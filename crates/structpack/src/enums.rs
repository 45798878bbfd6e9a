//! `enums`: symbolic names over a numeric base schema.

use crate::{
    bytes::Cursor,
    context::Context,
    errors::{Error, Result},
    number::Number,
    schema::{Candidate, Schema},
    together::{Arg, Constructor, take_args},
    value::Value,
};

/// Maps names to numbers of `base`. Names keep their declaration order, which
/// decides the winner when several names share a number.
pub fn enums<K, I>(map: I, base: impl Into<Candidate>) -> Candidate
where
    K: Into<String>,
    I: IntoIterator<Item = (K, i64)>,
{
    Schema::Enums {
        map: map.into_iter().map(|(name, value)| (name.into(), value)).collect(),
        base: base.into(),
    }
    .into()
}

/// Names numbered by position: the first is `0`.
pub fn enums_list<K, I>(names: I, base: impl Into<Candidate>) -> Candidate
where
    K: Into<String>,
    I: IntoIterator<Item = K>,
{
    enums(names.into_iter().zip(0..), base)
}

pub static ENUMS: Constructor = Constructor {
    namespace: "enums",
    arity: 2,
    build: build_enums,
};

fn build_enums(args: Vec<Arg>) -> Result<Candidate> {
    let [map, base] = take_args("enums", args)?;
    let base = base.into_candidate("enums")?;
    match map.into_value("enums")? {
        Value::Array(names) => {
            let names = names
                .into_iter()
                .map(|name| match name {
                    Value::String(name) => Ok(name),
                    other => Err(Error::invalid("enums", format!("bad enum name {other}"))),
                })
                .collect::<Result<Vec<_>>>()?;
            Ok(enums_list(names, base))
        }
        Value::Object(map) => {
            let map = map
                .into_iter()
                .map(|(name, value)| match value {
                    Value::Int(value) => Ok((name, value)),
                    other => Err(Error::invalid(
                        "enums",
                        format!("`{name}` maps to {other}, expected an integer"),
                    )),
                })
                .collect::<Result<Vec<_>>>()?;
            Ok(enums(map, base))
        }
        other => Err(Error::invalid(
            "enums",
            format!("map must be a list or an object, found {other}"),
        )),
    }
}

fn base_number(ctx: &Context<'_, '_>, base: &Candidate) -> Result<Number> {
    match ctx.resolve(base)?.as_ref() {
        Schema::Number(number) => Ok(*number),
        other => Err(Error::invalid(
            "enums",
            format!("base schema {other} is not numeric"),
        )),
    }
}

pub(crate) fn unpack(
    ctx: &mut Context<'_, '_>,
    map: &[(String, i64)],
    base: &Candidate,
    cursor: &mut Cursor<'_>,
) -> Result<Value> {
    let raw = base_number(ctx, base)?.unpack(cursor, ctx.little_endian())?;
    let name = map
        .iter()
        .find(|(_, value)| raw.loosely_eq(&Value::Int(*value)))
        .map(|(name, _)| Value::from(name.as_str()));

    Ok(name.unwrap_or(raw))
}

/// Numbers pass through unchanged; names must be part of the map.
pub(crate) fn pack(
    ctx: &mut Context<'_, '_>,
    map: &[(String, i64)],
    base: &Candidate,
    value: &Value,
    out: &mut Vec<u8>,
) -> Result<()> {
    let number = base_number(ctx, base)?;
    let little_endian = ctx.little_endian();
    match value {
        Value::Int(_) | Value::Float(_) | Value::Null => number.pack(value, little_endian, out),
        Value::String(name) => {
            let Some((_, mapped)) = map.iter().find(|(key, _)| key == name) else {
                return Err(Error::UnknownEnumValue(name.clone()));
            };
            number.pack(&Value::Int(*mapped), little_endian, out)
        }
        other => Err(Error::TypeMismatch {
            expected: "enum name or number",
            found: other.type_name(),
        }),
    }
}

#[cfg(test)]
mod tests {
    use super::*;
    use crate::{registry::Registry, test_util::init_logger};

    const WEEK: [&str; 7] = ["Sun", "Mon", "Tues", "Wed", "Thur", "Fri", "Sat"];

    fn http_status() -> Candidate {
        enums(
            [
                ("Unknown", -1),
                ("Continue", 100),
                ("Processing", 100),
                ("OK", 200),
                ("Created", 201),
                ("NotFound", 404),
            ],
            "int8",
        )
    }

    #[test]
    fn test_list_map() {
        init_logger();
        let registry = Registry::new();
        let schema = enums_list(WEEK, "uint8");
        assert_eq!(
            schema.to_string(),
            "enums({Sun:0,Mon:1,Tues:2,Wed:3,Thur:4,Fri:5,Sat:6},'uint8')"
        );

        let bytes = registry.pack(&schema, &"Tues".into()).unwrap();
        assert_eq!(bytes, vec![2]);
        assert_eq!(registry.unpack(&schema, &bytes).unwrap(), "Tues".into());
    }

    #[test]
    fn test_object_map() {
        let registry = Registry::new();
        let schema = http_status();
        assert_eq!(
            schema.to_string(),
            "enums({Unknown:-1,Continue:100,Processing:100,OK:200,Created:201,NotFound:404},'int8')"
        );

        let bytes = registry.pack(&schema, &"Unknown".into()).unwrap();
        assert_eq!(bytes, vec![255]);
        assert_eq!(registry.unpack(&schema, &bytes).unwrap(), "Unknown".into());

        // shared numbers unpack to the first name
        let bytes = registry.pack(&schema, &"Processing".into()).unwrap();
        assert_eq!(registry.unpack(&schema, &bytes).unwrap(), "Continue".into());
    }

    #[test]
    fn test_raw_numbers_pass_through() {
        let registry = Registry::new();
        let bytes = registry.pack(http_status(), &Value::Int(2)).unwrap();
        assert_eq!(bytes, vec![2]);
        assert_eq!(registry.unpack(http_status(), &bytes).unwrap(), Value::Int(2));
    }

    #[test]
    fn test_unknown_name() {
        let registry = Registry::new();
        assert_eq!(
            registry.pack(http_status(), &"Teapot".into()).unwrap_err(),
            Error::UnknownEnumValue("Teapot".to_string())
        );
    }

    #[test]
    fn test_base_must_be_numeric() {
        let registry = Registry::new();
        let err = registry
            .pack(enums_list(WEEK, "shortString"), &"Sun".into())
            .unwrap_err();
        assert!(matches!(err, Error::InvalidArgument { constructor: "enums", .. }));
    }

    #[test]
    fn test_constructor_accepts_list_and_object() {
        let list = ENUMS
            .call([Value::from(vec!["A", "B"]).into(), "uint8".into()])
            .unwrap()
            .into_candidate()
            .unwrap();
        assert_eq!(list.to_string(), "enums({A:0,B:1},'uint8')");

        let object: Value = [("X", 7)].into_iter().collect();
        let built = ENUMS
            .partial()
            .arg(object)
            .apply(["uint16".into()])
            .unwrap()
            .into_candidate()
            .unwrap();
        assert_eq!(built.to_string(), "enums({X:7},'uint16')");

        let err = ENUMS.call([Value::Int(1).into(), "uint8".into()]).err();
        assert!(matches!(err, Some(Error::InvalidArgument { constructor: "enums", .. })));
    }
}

========================================

| WHAT THE TASK REQUIRES |
Print again each line of the listing above, exactly as it appears.

| OUTPUT FOR THIS EXERCISE |
filename crates/structpack/src/enums.rs
repository 45798878bbfd6e9a
//! `enums`: symbolic names over a numeric base schema.

use crate::{
    bytes::Cursor,
    context::Context,
    errors::{Error, Result},
    number::Number,
    schema::{Candidate, Schema},
    together::{Arg, Constructor, take_args},
    value::Value,
};

/// Maps names to numbers of `base`. Names keep their declaration order, which
/// decides the winner when several names share a number.
pub fn enums<K, I>(map: I, base: impl Into<Candidate>) -> Candidate
where
    K: Into<String>,
    I: IntoIterator<Item = (K, i64)>,
{
    Schema::Enums {
        map: map.into_iter().map(|(name, value)| (name.into(), value)).collect(),
        base: base.into(),
    }
    .into()
}

/// Names numbered by position: the first is `0`.
pub fn enums_list<K, I>(names: I, base: impl Into<Candidate>) -> Candidate
where
    K: Into<String>,
    I: IntoIterator<Item = K>,
{
    enums(names.into_iter().zip(0..), base)
}

pub static ENUMS: Constructor = Constructor {
    namespace: "enums",
    arity: 2,
    build: build_enums,
};

fn build_enums(args: Vec<Arg>) -> Result<Candidate> {
    let [map, base] = take_args("enums", args)?;
    let base = base.into_candidate("enums")?;
    match map.into_value("enums")? {
        Value::Array(names) => {
            let names = names
                .into_iter()
                .map(|name| match name {
                    Value::String(name) => Ok(name),
                    other => Err(Error::invalid("enums", format!("bad enum name {other}"))),
                })
                .collect::<Result<Vec<_>>>()?;
            Ok(enums_list(names, base))
        }
        Value::Object(map) => {
            let map = map
                .into_iter()
                .map(|(name, value)| match value {
                    Value::Int(value) => Ok((name, value)),
                    other => Err(Error::invalid(
                        "enums",
                        format!("`{name}` maps to {other}, expected an integer"),
                    )),
                })
                .collect::<Result<Vec<_>>>()?;
            Ok(enums(map, base))
        }
        other => Err(Error::invalid(
            "enums",
            format!("map must be a list or an object, found {other}"),
        )),
    }
}

fn base_number(ctx: &Context<'_, '_>, base: &Candidate) -> Result<Number> {
    match ctx.resolve(base)?.as_ref() {
        Schema::Number(number) => Ok(*number),
        other => Err(Error::invalid(
            "enums",
            format!("base schema {other} is not numeric"),
        )),
    }
}

pub(crate) fn unpack(
    ctx: &mut Context<'_, '_>,
    map: &[(String, i64)],
    base: &Candidate,
    cursor: &mut Cursor<'_>,
) -> Result<Value> {
    let raw = base_number(ctx, base)?.unpack(cursor, ctx.little_endian())?;
    let name = map
        .iter()
        .find(|(_, value)| raw.loosely_eq(&Value::Int(*value)))
        .map(|(name, _)| Value::from(name.as_str()));

    Ok(name.unwrap_or(raw))
}

/// Numbers pass through unchanged; names must be part of the map.
pub(crate) fn pack(
    ctx: &mut Context<'_, '_>,
    map: &[(String, i64)],
    base: &Candidate,
    value: &Value,
    out: &mut Vec<u8>,
) -> Result<()> {
    let number = base_number(ctx, base)?;
    let little_endian = ctx.little_endian();
    match value {
        Value::Int(_) | Value::Float(_) | Value::Null => number.pack(value, little_endian, out),
        Value::String(name) => {
            let Some((_, mapped)) = map.iter().find(|(key, _)| key == name) else {
                return Err(Error::UnknownEnumValue(name.clone()));
            };
            number.pack(&Value::Int(*mapped), little_endian, out)
        }
        other => Err(Error::TypeMismatch {
            expected: "enum name or number",
            found: other.type_name(),
        }),
    }
}

#[cfg(test)]
mod tests {
    use super::*;
    use crate::{registry::Registry, test_util::init_logger};

    const WEEK: [&str; 7] = ["Sun", "Mon", "Tues", "Wed", "Thur", "Fri", "Sat"];

    fn http_status() -> Candidate {
        enums(
            [
                ("Unknown", -1),
                ("Continue", 100),
                ("Processing", 100),
                ("OK", 200),
                ("Created", 201),
                ("NotFound", 404),
            ],
            "int8",
        )
    }

    #[test]
    fn test_list_map() {
        init_logger();
        let registry = Registry::new();
        let schema = enums_list(WEEK, "uint8");
        assert_eq!(
            schema.to_string(),
            "enums({Sun:0,Mon:1,Tues:2,Wed:3,Thur:4,Fri:5,Sat:6},'uint8')"
        );

        let bytes = registry.pack(&schema, &"Tues".into()).unwrap();
        assert_eq!(bytes, vec![2]);
        assert_eq!(registry.unpack(&schema, &bytes).unwrap(), "Tues".into());
    }

    #[test]
    fn test_object_map() {
        let registry = Registry::new();
        let schema = http_status();
        assert_eq!(
            schema.to_string(),
            "enums({Unknown:-1,Continue:100,Processing:100,OK:200,Created:201,NotFound:404},'int8')"
        );

        let bytes = registry.pack(&schema, &"Unknown".into()).unwrap();
        assert_eq!(bytes, vec![255]);
        assert_eq!(registry.unpack(&schema, &bytes).unwrap(), "Unknown".into());

        // shared numbers unpack to the first name
        let bytes = registry.pack(&schema, &"Processing".into()).unwrap();
        assert_eq!(registry.unpack(&schema, &bytes).unwrap(), "Continue".into());
    }

    #[test]
    fn test_raw_numbers_pass_through() {
        let registry = Registry::new();
        let bytes = registry.pack(http_status(), &Value::Int(2)).unwrap();
        assert_eq!(bytes, vec![2]);
        assert_eq!(registry.unpack(http_status(), &bytes).unwrap(), Value::Int(2));
    }

    #[test]
    fn test_unknown_name() {
        let registry = Registry::new();
        assert_eq!(
            registry.pack(http_status(), &"Teapot".into()).unwrap_err(),
            Error::UnknownEnumValue("Teapot".to_string())
        );
    }

    #[test]
    fn test_base_must_be_numeric() {
        let registry = Registry::new();
        let err = registry
            .pack(enums_list(WEEK, "shortString"), &"Sun".into())
            .unwrap_err();
        assert!(matches!(err, Error::InvalidArgument { constructor: "enums", .. }));
    }

    #[test]
    fn test_constructor_accepts_list_and_object() {
        let list = ENUMS
            .call([Value::from(vec!["A", "B"]).into(), "uint8".into()])
            .unwrap()
            .into_candidate()
            .unwrap();
        assert_eq!(list.to_string(), "enums({A:0,B:1},'uint8')");

        let object: Value = [("X", 7)].into_iter().collect();
        let built = ENUMS
            .partial()
            .arg(object)
            .apply(["uint16".into()])
            .unwrap()
            .into_candidate()
            .unwrap();
        assert_eq!(built.to_string(), "enums({X:7},'uint16')");

        let err = ENUMS.call([Value::Int(1).into(), "uint8".into()]).err();
        assert!(matches!(err, Some(Error::InvalidArgument { constructor: "enums", .. })));
    }
}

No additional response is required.